The New York legislature has declared commercial surrogate parenting contracts void, unenforceable and contrary to public policy. Strict civil fines and/or penalties are assessed for violation of the statute. As such, any type of surrogacy where the surrogate gets compensated is prohibited. The prohibition in New York stems from the famous Baby M case that occurred in New Jersey where there was a long legal battle when the surrogate did not want to give up the baby after it was born. Shortly after this case, both the New York and New Jersey legislatures padded laws that prohibited commercial surrogacy.

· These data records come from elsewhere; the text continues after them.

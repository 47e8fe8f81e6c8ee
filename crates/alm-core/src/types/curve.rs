//! Yield curves and transfer-pricing curves.

use crate::error::{AlmError, AlmResult};
use crate::limits::{check_bounded, MAX_RATE_PCT};
use serde::{Deserialize, Serialize};

/// A key-tenor point on a yield curve.
#[derive(Debug, Clone, Copy, PartialEq, Serialize, Deserialize)]
pub struct CurvePoint {
    /// Tenor in years.
    pub tenor_years: f64,
    /// Yield in percent.
    pub yield_pct: f64,
}

impl CurvePoint {
    /// Creates a new curve point.
    #[must_use]
    pub fn new(tenor_years: f64, yield_pct: f64) -> Self {
        Self {
            tenor_years,
            yield_pct,
        }
    }
}

/// Yield curve sampled at key tenors. Tenors are strictly increasing.
///
/// No interpolation is defined between key tenors.
#[derive(Debug, Clone, PartialEq, Serialize, Deserialize)]
#[serde(try_from = "Vec<CurvePoint>", into = "Vec<CurvePoint>")]
pub struct YieldCurve {
    points: Vec<CurvePoint>,
}

impl YieldCurve {
    /// Creates a curve from points.
    ///
    /// # Errors
    ///
    /// Returns [`AlmError::InvalidInput`] if the curve is empty, has
    /// non-finite values, or tenors are not strictly increasing.
    pub fn new(points: Vec<CurvePoint>) -> AlmResult<Self> {
        if points.is_empty() {
            return Err(AlmError::invalid_input("yield curve has no points"));
        }
        if points
            .iter()
            .any(|p| !p.tenor_years.is_finite() || !p.yield_pct.is_finite() || p.tenor_years <= 0.0)
        {
            return Err(AlmError::invalid_input(
                "yield curve tenors must be positive and yields finite",
            ));
        }
        if points.windows(2).any(|w| w[1].tenor_years <= w[0].tenor_years) {
            return Err(AlmError::invalid_input(
                "yield curve tenors must be strictly increasing",
            ));
        }
        Ok(Self { points })
    }

    /// The standard key-tenor base curve (1Y 2.0% through 30Y 3.2%).
    #[must_use]
    pub fn standard() -> Self {
        Self {
            points: [(1.0, 2.0), (2.0, 2.1), (5.0, 2.4), (10.0, 2.8), (30.0, 3.2)]
                .iter()
                .map(|(t, y)| CurvePoint::new(*t, *y))
                .collect(),
        }
    }

    /// Creates a curve from parallel tenor and yield slices.
    ///
    /// # Errors
    ///
    /// Returns [`AlmError::InvalidInput`] if lengths differ or the points are invalid.
    pub fn from_tenors(tenors: &[f64], yields: &[f64]) -> AlmResult<Self> {
        if tenors.len() != yields.len() {
            return Err(AlmError::invalid_input(format!(
                "{} tenors but {} yields",
                tenors.len(),
                yields.len()
            )));
        }
        Self::new(
            tenors
                .iter()
                .zip(yields)
                .map(|(t, y)| CurvePoint::new(*t, *y))
                .collect(),
        )
    }

    /// Returns the curve points.
    #[must_use]
    pub fn points(&self) -> &[CurvePoint] {
        &self.points
    }

    /// Returns the tenors in years.
    #[must_use]
    pub fn tenors(&self) -> Vec<f64> {
        self.points.iter().map(|p| p.tenor_years).collect()
    }

    /// Returns the yields in percent.
    #[must_use]
    pub fn yields(&self) -> Vec<f64> {
        self.points.iter().map(|p| p.yield_pct).collect()
    }

    /// Number of key tenors.
    #[must_use]
    pub fn len(&self) -> usize {
        self.points.len()
    }

    /// Always false for a constructed curve.
    #[must_use]
    pub fn is_empty(&self) -> bool {
        self.points.is_empty()
    }

    /// Returns a curve on the same tenors with yields shifted point by point.
    ///
    /// `shift` receives the tenor index and the base point and returns the
    /// change in percent.
    #[must_use]
    pub fn shifted<F>(&self, shift: F) -> Self
    where
        F: Fn(usize, &CurvePoint) -> f64,
    {
        Self {
            points: self
                .points
                .iter()
                .enumerate()
                .map(|(i, p)| CurvePoint::new(p.tenor_years, p.yield_pct + shift(i, p)))
                .collect(),
        }
    }
}

impl TryFrom<Vec<CurvePoint>> for YieldCurve {
    type Error = AlmError;

    fn try_from(points: Vec<CurvePoint>) -> Result<Self, Self::Error> {
        Self::new(points)
    }
}

impl From<YieldCurve> for Vec<CurvePoint> {
    fn from(curve: YieldCurve) -> Self {
        curve.points
    }
}

/// A maturity threshold on a transfer-pricing curve.
#[derive(Debug, Clone, Copy, PartialEq, Serialize, Deserialize)]
pub struct FtpPoint {
    /// Maturity threshold in months.
    pub threshold_months: u32,
    /// Transfer rate in percent.
    pub rate_pct: f64,
}

/// Step-function transfer-pricing curve keyed by maturity threshold.
///
/// An instrument takes the rate of the first threshold at or above its
/// maturity; beyond the last threshold the curve is flat.
#[derive(Debug, Clone, PartialEq, Serialize, Deserialize)]
#[serde(try_from = "Vec<FtpPoint>", into = "Vec<FtpPoint>")]
pub struct FtpCurve {
    points: Vec<FtpPoint>,
}

impl FtpCurve {
    /// Creates a curve from points, sorting by threshold.
    ///
    /// # Errors
    ///
    /// Returns [`AlmError::InvalidInput`] if the curve is empty, a rate is
    /// non-finite or beyond [`MAX_RATE_PCT`], or a threshold appears twice.
    pub fn new(mut points: Vec<FtpPoint>) -> AlmResult<Self> {
        if points.is_empty() {
            return Err(AlmError::invalid_input("FTP curve has no points"));
        }
        for p in &points {
            check_bounded("FTP rate", p.rate_pct, MAX_RATE_PCT)?;
        }
        points.sort_by_key(|p| p.threshold_months);
        if points
            .windows(2)
            .any(|w| w[0].threshold_months == w[1].threshold_months)
        {
            return Err(AlmError::invalid_input("duplicate FTP curve threshold"));
        }
        Ok(Self { points })
    }

    /// Creates a curve from `(threshold_months, rate_pct)` pairs.
    ///
    /// # Errors
    ///
    /// See [`FtpCurve::new`].
    pub fn from_pairs(pairs: &[(u32, f64)]) -> AlmResult<Self> {
        Self::new(
            pairs
                .iter()
                .map(|(m, r)| FtpPoint {
                    threshold_months: *m,
                    rate_pct: *r,
                })
                .collect(),
        )
    }

    /// The default treasury transfer curve (12M 1.0% through 120M 3.5%).
    #[must_use]
    pub fn standard() -> Self {
        Self {
            points: [(12, 1.0), (24, 1.5), (36, 2.0), (60, 2.5), (84, 3.0), (120, 3.5)]
                .iter()
                .map(|(m, r)| FtpPoint {
                    threshold_months: *m,
                    rate_pct: *r,
                })
                .collect(),
        }
    }

    /// Returns the curve points in ascending threshold order.
    #[must_use]
    pub fn points(&self) -> &[FtpPoint] {
        &self.points
    }

    /// Returns the largest threshold in months.
    #[must_use]
    pub fn last_threshold(&self) -> u32 {
        self.points.last().map_or(0, |p| p.threshold_months)
    }

    /// Returns true if the maturity lies beyond the last threshold.
    #[must_use]
    pub fn extrapolates(&self, maturity_months: f64) -> bool {
        maturity_months > f64::from(self.last_threshold())
    }

    /// Looks up the transfer rate for a maturity in months.
    #[must_use]
    pub fn rate_for(&self, maturity_months: f64) -> f64 {
        self.points
            .iter()
            .find(|p| maturity_months <= f64::from(p.threshold_months))
            .or_else(|| self.points.last())
            .map_or(0.0, |p| p.rate_pct)
    }
}

impl Default for FtpCurve {
    fn default() -> Self {
        Self::standard()
    }
}

impl TryFrom<Vec<FtpPoint>> for FtpCurve {
    type Error = AlmError;

    fn try_from(points: Vec<FtpPoint>) -> Result<Self, Self::Error> {
        Self::new(points)
    }
}

impl From<FtpCurve> for Vec<FtpPoint> {
    fn from(curve: FtpCurve) -> Self {
        curve.points
    }
}

#[cfg(test)]
mod tests {
    use super::*;

    #[test]
    fn test_yield_curve_validation() {
        assert!(YieldCurve::from_tenors(&[1.0, 2.0], &[2.0, 2.1]).is_ok());
        assert!(YieldCurve::from_tenors(&[2.0, 1.0], &[2.0, 2.1]).is_err());
        assert!(YieldCurve::from_tenors(&[1.0, 1.0], &[2.0, 2.1]).is_err());
        assert!(YieldCurve::from_tenors(&[1.0], &[2.0, 2.1]).is_err());
        assert!(YieldCurve::from_tenors(&[], &[]).is_err());
    }

    #[test]
    fn test_shifted_keeps_tenors() {
        let curve = YieldCurve::from_tenors(&[1.0, 5.0], &[2.0, 2.4]).unwrap();
        let up = curve.shifted(|_, _| 0.25);
        assert_eq!(up.tenors(), curve.tenors());
        assert!((up.yields()[1] - 2.65).abs() < 1e-12);
    }

    #[test]
    fn test_ftp_lookup() {
        let curve = FtpCurve::standard();
        assert_eq!(curve.rate_for(0.0), 1.0);
        assert_eq!(curve.rate_for(12.0), 1.0);
        assert_eq!(curve.rate_for(18.0), 1.5);
        assert_eq!(curve.rate_for(60.0), 2.5);
        assert_eq!(curve.rate_for(84.0), 3.0);
        assert_eq!(curve.rate_for(120.0), 3.5);
        // Flat beyond the last threshold
        assert_eq!(curve.rate_for(360.0), 3.5);
        assert!(curve.extrapolates(121.0));
        assert!(!curve.extrapolates(120.0));
    }

    #[test]
    fn test_ftp_sorts_and_rejects_duplicates() {
        let curve = FtpCurve::from_pairs(&[(24, 1.5), (12, 1.0)]).unwrap();
        assert_eq!(curve.points()[0].threshold_months, 12);
        assert!(FtpCurve::from_pairs(&[(12, 1.0), (12, 1.1)]).is_err());
        assert!(FtpCurve::from_pairs(&[]).is_err());
        assert!(FtpCurve::from_pairs(&[(12, f64::NAN)]).is_err());
        assert!(FtpCurve::from_pairs(&[(12, 1e28)]).is_err());
    }

    #[test]
    fn test_ftp_serde_round_trip() {
        let json = serde_json::to_string(&FtpCurve::standard()).unwrap();
        let parsed: FtpCurve = serde_json::from_str(&json).unwrap();
        assert_eq!(parsed, FtpCurve::standard());
    }
}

While there is always a risk that a surrogate may have a change of heart, the cases that deal with surrogacy are not really applicable to the way surrogacy is conducted today. That is, in the past (and in the Baby M case), the surrogate was also the egg donor so had a genetic connection to the child. Today though, almost all surrogacy is done where a fertilized egg is placed in the womb of the surrogate and the fertilized egg does not have any genetic material from the surrogate. Even though this is the case, the laws in some States like New York and New Jersey have not yet changed but there is active discussion in the legislature to modify the surrogacy laws.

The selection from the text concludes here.